Task to complete ->
Work out how many lines in the records below include the string "extension", and reply with that number alone.

Data ->
//! Loading and saving scene engine settings
//!
//! Settings files are TOML or RON; the extension picks the format. Anything
//! implementing [`Config`] gets both directions for free.

use std::path::Path;

pub use serde::{Deserialize, Serialize};

/// Settings file formats understood by [`Config`]
#[derive(Debug, Clone, Copy, PartialEq, Eq)]
pub enum ConfigFormat {
    /// `.toml`
    Toml,
    /// `.ron`
    Ron,
}

impl ConfigFormat {
    /// Format for a path, from its extension
    pub fn from_path(path: &Path) -> Result<Self, ConfigError> {
        match path.extension().and_then(|ext| ext.to_str()) {
            Some("toml") => Ok(Self::Toml),
            Some("ron") => Ok(Self::Ron),
            _ => Err(ConfigError::UnsupportedFormat(path.display().to_string())),
        }
    }
}

/// Serde-backed settings with file round-tripping.
///
/// Missing fields fall back to `Default` when the implementor is marked
/// `#[serde(default)]`.
pub trait Config: Serialize + for<'de> Deserialize<'de> + Default {
    /// Read settings from a `.toml` or `.ron` file
    fn load_from_file(path: impl AsRef<Path>) -> Result<Self, ConfigError> {
        let path = path.as_ref();
        let format = ConfigFormat::from_path(path)?;
        let contents = std::fs::read_to_string(path)?;
        log::debug!("Loading {:?} settings from {}", format, path.display());

        match format {
            ConfigFormat::Toml => Self::from_toml_str(&contents),
            ConfigFormat::Ron => Self::from_ron_str(&contents),
        }
    }

    /// Parse settings from TOML text
    fn from_toml_str(contents: &str) -> Result<Self, ConfigError> {
        toml::from_str(contents).map_err(|e| ConfigError::Parse(e.to_string()))
    }

    /// Parse settings from RON text
    fn from_ron_str(contents: &str) -> Result<Self, ConfigError> {
        ron::from_str(contents).map_err(|e| ConfigError::Parse(e.to_string()))
    }

    /// Write settings to a `.toml` or `.ron` file
    fn save_to_file(&self, path: impl AsRef<Path>) -> Result<(), ConfigError> {
        let path = path.as_ref();
        let contents = match ConfigFormat::from_path(path)? {
            ConfigFormat::Toml => {
                toml::to_string_pretty(self).map_err(|e| ConfigError::Serialize(e.to_string()))?
            }
            ConfigFormat::Ron => {
                ron::ser::to_string_pretty(self, ron::ser::PrettyConfig::default())
                    .map_err(|e| ConfigError::Serialize(e.to_string()))?
            }
        };

        std::fs::write(path, contents)?;
        log::debug!("Saved settings to {}", path.display());
        Ok(())
    }
}

/// Failures while reading, writing or checking settings
#[derive(thiserror::Error, Debug)]
pub enum ConfigError {
    /// The file could not be read or written
    #[error("Settings file I/O failed: {0}")]
    Io(#[from] std::io::Error),

    /// The text is not valid for the format
    #[error("Could not parse settings: {0}")]
    Parse(String),

    /// The settings could not be written in the format
    #[error("Could not serialize settings: {0}")]
    Serialize(String),

    /// The extension is neither `.toml` nor `.ron`
    #[error("Unsupported settings file: {0}")]
    UnsupportedFormat(String),

    /// Values parsed but failed validation
    #[error("Invalid configuration: {0}")]
    Invalid(String),
}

Task answer ->
4